Накануне 90-летия со дня рождения трижды Героя Советского Союза маршала авиации Ивана Никитовича Кожедуба его однополчанин генерал-майор авиации в отставке Герой Советского Союза Сергей Крамаренко и внучка Анна Кожедуб рассказали «ФАКТАМ» некоторые малоизвестные подробности из жизни прославленного летчика
В годы Великой Отечественной украинец Иван Кожедуб оказался самым результативным летчиком из всех, воевавших против Германии. В 120 воздушных боях он лично сбил 62 фашистских самолета и стал трижды Героем Советского Союза. Кроме него, три Звезды Героя в военное время получили только знаменитый летчик Александр Покрышкин (59 воздушных побед) и выдающийся полководец, маршал Советского Союза Георгий Жуков.

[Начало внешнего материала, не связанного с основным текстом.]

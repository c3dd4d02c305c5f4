use chrono::Datelike;
use ratatui::layout::Rect;
use ratatui::style::{Color, Style};
use ratatui::symbols;
use ratatui::text::Span;
use ratatui::widgets::{Axis, Block, Borders, Chart, Dataset, GraphType, Paragraph};
use ratatui::Frame;

use super::super::{draw::person_color, state::TuiState};
use crate::model::{DayCount, PersonSeries};
use crate::people::PersonView;
use crate::series::person_series;

fn x_of(point: &DayCount) -> f64 {
    point.date.num_days_from_ce() as f64
}

/// Per-person commit timeline, cumulative or per day depending on the toggle.
pub fn draw_timeline_view(f: &mut Frame, area: Rect, views: &[PersonView], state: &TuiState) {
    let visible: Vec<&PersonView> = state
        .filtered_indices
        .iter()
        .filter_map(|&i| views.get(i))
        .collect();
    // derived from the per-day series on every frame
    let series: Vec<PersonSeries> = person_series(&visible, state.cumulative);

    let title = format!(
        "Number of commits ({}) | 'c' cumulative: {}",
        if state.cumulative { "cumulative" } else { "per day" },
        if state.cumulative { "On" } else { "Off" }
    );
    let block = Block::default().title(title).borders(Borders::ALL);

    let points: Vec<Vec<(f64, f64)>> = series
        .iter()
        .map(|s| s.series.iter().map(|p| (x_of(p), p.count as f64)).collect())
        .collect();
    let all = series.iter().flat_map(|s| s.series.iter());
    let (min_x, max_x) = all.clone().fold((f64::MAX, f64::MIN), |(lo, hi), p| {
        (lo.min(x_of(p)), hi.max(x_of(p)))
    });
    let max_y = all.clone().map(|p| p.count).max().unwrap_or(0) as f64;

    if points.iter().all(Vec::is_empty) {
        f.render_widget(Paragraph::new("No data loaded.").block(block), area);
        return;
    }

    let first_day = all.clone().min_by_key(|p| p.date).map(|p| p.day.clone()).unwrap_or_default();
    let last_day = all.max_by_key(|p| p.date).map(|p| p.day.clone()).unwrap_or_default();

    let datasets: Vec<Dataset> = series
        .iter()
        .zip(&points)
        .map(|(s, data)| {
            Dataset::default()
                .name(s.person.name.clone())
                .marker(symbols::Marker::Braille)
                .graph_type(GraphType::Line)
                .style(Style::default().fg(person_color(&s.person.color)))
                .data(data)
        })
        .collect();

    let x_hi = if max_x > min_x { max_x } else { min_x + 1.0 };
    let y_hi = max_y.max(1.0);
    let chart = Chart::new(datasets)
        .block(block)
        .x_axis(
            Axis::default()
                .title("Time")
                .style(Style::default().fg(Color::Gray))
                .bounds([min_x, x_hi])
                .labels(vec![Span::raw(first_day), Span::raw(last_day)]),
        )
        .y_axis(
            Axis::default()
                .title("Commits")
                .style(Style::default().fg(Color::Gray))
                .bounds([0.0, y_hi])
                .labels(vec![Span::raw("0"), Span::raw(format!("{}", y_hi as u64))]),
        );
    f.render_widget(chart, area);
}
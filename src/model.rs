use chrono::{DateTime, NaiveDate, Utc};
use serde::{Deserialize, Serialize};

pub const SCHEMA_VERSION: u32 = 1;

pub const UNKNOWN_LANGUAGE: &str = "Unknown";
pub const UNKNOWN_REPO: &str = "unknown-repo";
pub const UNKNOWN_PERSON: &str = "Unknown";

/// One typed commit row, produced by [`crate::ingest::parse_row`].
#[derive(Debug, Clone, Default, PartialEq, Serialize, Deserialize)]
pub struct CommitRecord {
    pub repo_full_name: Option<String>,
    pub sha: String,
    pub parent_shas: Vec<String>,
    pub branch: Option<String>,
    pub person: Option<String>,
    pub author_login: Option<String>,
    pub author_name: Option<String>,
    pub repo_private: Option<String>,
    pub repo_language: Option<String>,
    pub repo_stars: Option<i64>,
    pub repo_forks: Option<i64>,
    /// Day text as it appeared in the input; the grouping key for per-day series.
    pub commit_day: Option<String>,
    pub commit_date: Option<NaiveDate>,
    pub commit_hour: Option<i64>,
    pub is_merge: bool,
    pub message_type: Option<String>,
    pub message_argument: Option<String>,
    pub message_message: Option<String>,
    pub nomenclature: bool,
}

#[derive(Debug, Clone, PartialEq, Eq, Serialize, Deserialize)]
pub struct Count {
    pub key: String,
    pub value: u32,
}

#[derive(Debug, Clone, Copy, Default, PartialEq, Eq, Serialize, Deserialize)]
pub struct NomenclatureTally {
    pub compliant: u32,
    pub non_compliant: u32,
}

impl NomenclatureTally {
    pub fn total(&self) -> u32 {
        self.compliant + self.non_compliant
    }

    /// Labelled buckets in display order, always two of them.
    pub fn buckets(&self) -> [(&'static str, u32); 2] {
        [("Compliant", self.compliant), ("Non-compliant", self.non_compliant)]
    }

    pub fn compliant_pct(&self) -> u32 {
        match self.total() {
            0 => 0,
            t => ((self.compliant as f64 / t as f64) * 100.0).round() as u32,
        }
    }
}

#[derive(Debug, Clone, PartialEq, Eq, Serialize, Deserialize)]
pub struct DayCount {
    pub day: String,
    pub date: NaiveDate,
    pub count: u64,
}

pub type HeatMatrix = [[u32; 24]; 7];

#[derive(Debug, Clone, PartialEq, Eq, Serialize, Deserialize)]
pub struct Person {
    pub id: String,
    pub name: String,
    pub color: String,
}

#[derive(Debug, Clone, Serialize, Deserialize)]
pub struct PersonSummary {
    pub person: Person,
    pub commits: usize,
    pub unique_repos: usize,
    pub top_language: Option<String>,
    pub nomenclature: NomenclatureTally,
    pub label: Option<String>,
}

#[derive(Debug, Clone, Serialize, Deserialize)]
pub struct PeopleOutput {
    pub version: u32,
    pub generated_at: DateTime<Utc>,
    pub source: String,
    pub people: Vec<PersonSummary>,
}

#[derive(Debug, Clone, Serialize, Deserialize)]
pub struct PersonHeat {
    pub person: Person,
    pub matrix: HeatMatrix,
    pub languages: Vec<Count>,
    pub nomenclature: NomenclatureTally,
}

#[derive(Debug, Clone, Serialize, Deserialize)]
pub struct HeatOutput {
    pub version: u32,
    pub generated_at: DateTime<Utc>,
    pub source: String,
    pub people: Vec<PersonHeat>,
}

#[derive(Debug, Clone, Serialize, Deserialize)]
pub struct ProjectRow {
    pub project: String,
    /// One count per person, in the same order as `ProjectsOutput::people`.
    pub counts: Vec<u32>,
}

#[derive(Debug, Clone, Serialize, Deserialize)]
pub struct ProjectsOutput {
    pub version: u32,
    pub generated_at: DateTime<Utc>,
    pub source: String,
    pub people: Vec<Person>,
    pub projects: Vec<ProjectRow>,
}

#[derive(Debug, Clone, Serialize, Deserialize)]
pub struct PersonSeries {
    pub person: Person,
    pub cumulative: bool,
    pub series: Vec<DayCount>,
}

#[derive(Debug, Clone, Serialize, Deserialize)]
pub struct PersonWeekdays {
    pub person: Person,
    pub totals: [u64; 7],
}

#[derive(Debug, Clone, Serialize, Deserialize)]
pub struct SeriesOutput {
    pub version: u32,
    pub generated_at: DateTime<Utc>,
    pub source: String,
    pub cumulative: bool,
    pub people: Vec<PersonSeries>,
}

#[derive(Debug, Clone, Serialize, Deserialize)]
pub struct WeekdayOutput {
    pub version: u32,
    pub generated_at: DateTime<Utc>,
    pub source: String,
    pub people: Vec<PersonWeekdays>,
}

#[derive(Debug, Clone, Serialize, Deserialize)]
pub struct ExportOutput {
    pub version: u32,
    pub generated_at: DateTime<Utc>,
    pub source: String,
    pub entries: Vec<CommitRecord>,
}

Во время войны в Корее за 10 месяцев 1951 года летчики 324-й авиадивизии, которой командовал полковник Иван Кожедуб, сбили 215 американских самолетов, в том числе и более 20 стратегических бомбардировщиков В-29 «Суперкрепость», способных нести ядерное оружие и выжигавших напалмом целые города. Существует мнение, что именно поражение в Корее заставило руководство США отказаться от плана «Дропшот», предполагавшего атомную бомбардировку всех крупнейших городов и военных объектов СССР воздушной армадой из 300 «крепостей», и так была предотвращена третья мировая война.
— Как вы познакомились с Иваном Кожедубом? — спрашиваю у Сергея Макаровича Крамаренко.

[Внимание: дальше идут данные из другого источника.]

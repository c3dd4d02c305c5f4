use super::parse::{parse_row, RawRow};
use crate::error::{DashError, Result};
use crate::model::CommitRecord;
use indicatif::{ProgressBar, ProgressStyle};
use std::fs::File;
use std::io::Read;
use std::path::{Path, PathBuf};

pub const DEFAULT_DATA_PATH: &str = "./data/commits_history_cleaned.csv";

/// Reads every row from a CSV stream. Rows the CSV layer cannot decode at all
/// are skipped; only an unreadable stream is an error.
pub fn read_rows<R: Read>(reader: R) -> Result<Vec<CommitRecord>> {
    let mut csv_reader = csv::ReaderBuilder::new()
        .has_headers(true)
        .flexible(true)
        .trim(csv::Trim::Headers)
        .from_reader(reader);

    // Surface header problems (e.g. invalid UTF-8) as a load failure.
    csv_reader.headers()?;

    let mut rows = Vec::new();
    for (line, result) in csv_reader.deserialize::<RawRow>().enumerate() {
        match result {
            Ok(raw) => rows.push(parse_row(raw)),
            Err(e) if e.is_io_error() => return Err(e.into()),
            Err(e) => tracing::trace!(line = line + 2, error = %e, "skipping undecodable row"),
        }
    }
    Ok(rows)
}

pub fn read_csv_file(path: &Path) -> Result<Vec<CommitRecord>> {
    let file = File::open(path)?;
    read_rows(file)
}

/// Where rows come from: a primary path and an optional user-supplied fallback.
#[derive(Debug, Clone)]
pub struct DataSource {
    pub primary: PathBuf,
    pub fallback: Option<PathBuf>,
}

impl DataSource {
    pub fn new(primary: Option<PathBuf>, fallback: Option<PathBuf>) -> Self {
        Self {
            primary: primary.unwrap_or_else(|| PathBuf::from(DEFAULT_DATA_PATH)),
            fallback,
        }
    }
}

#[derive(Debug, Clone)]
pub struct Loaded {
    pub rows: Vec<CommitRecord>,
    pub path: PathBuf,
}

impl Loaded {
    pub fn label(&self) -> String {
        self.path.to_string_lossy().to_string()
    }

    pub fn status(&self) -> String {
        let name = self
            .path
            .file_name()
            .map(|n| n.to_string_lossy().to_string())
            .unwrap_or_else(|| self.label());
        format!("✓ {} · {} rows", name, self.rows.len())
    }
}

/// Tries the primary path, then the fallback. Failures are logged; the error
/// returned names every path tried.
pub fn load(source: &DataSource, show_progress: bool) -> Result<Loaded> {
    let pb = if show_progress {
        let pb = ProgressBar::new_spinner();
        pb.set_style(
            ProgressStyle::default_spinner()
                .template("{spinner:.green} {msg}")
                .unwrap_or_else(|_| ProgressStyle::default_spinner()),
        );
        pb
    } else {
        ProgressBar::hidden()
    };

    let mut tried = Vec::new();
    let candidates = std::iter::once(&source.primary).chain(source.fallback.as_ref());
    for path in candidates {
        pb.set_message(format!("Loading {}...", path.display()));
        tried.push(path.clone());
        match read_csv_file(path) {
            Ok(rows) => {
                pb.finish_and_clear();
                tracing::debug!(path = %path.display(), rows = rows.len(), "loaded commit history");
                return Ok(Loaded {
                    rows,
                    path: path.clone(),
                });
            }
            Err(e) => {
                tracing::warn!(path = %path.display(), error = %e, "failed to load CSV");
            }
        }
    }

    pb.finish_and_clear();
    let err = DashError::NoSource { tried };
    tracing::error!(error = %err, "Failed to load CSV");
    Err(err)
}

/// Status line shown when nothing could be loaded.
pub fn failure_status() -> String {
    "⚠️ Unable to load the CSV (pass --file <path> to pick a file)".to_string()
}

— В конце лета 1944 года я после госпиталя разыскал мой родной 19-й истребительный авиаполк. В то время он уже базировался в Польше. В боях за освобождение Украины мы уничтожили более двухсот фашистских самолетов, и полк получил почетное наименование 176-го гвардейского. Так вот, когда я вернулся из госпиталя, заместителем командира полка был Иван Никитич Кожедуб.
— А почему вы оказались в госпитале?
— Под Проскуровом (ныне Хмельницкий) мой самолет Ла-5 подбили. Меня ранило, и я сильно обгорел. Самолет пришлось покинуть. Очнулся у немцев. Они поначалу приняли меня за обгоревшего танкиста: мое лицо буквально обуглилось, а ноги были перебиты и иссечены осколками.
Узнав, что я летчик, какой-то офицер приказал: расстрелять. К счастью, вышел генерал и велел отвезти в госпиталь. Меня положили на телегу рядом с раненым немецким офицером. Так я попал в лазарет лагеря, где меня неделю выхаживали пленные советский врач и медсестры. Там я заболел еще и тифом. На седьмой день мы услышали грохот, стрельбу. Оказалось, немцы драпают из Проскурова
До того как нас освободили, меня считали погибшим, матери отправили похоронку. А я возвратился в свой полк. И когда постоянный ведомый Кожедуба, капитан Титаренко, по разным причинам не мог вылетать, Иван Никитич начал брать с собой в полеты меня.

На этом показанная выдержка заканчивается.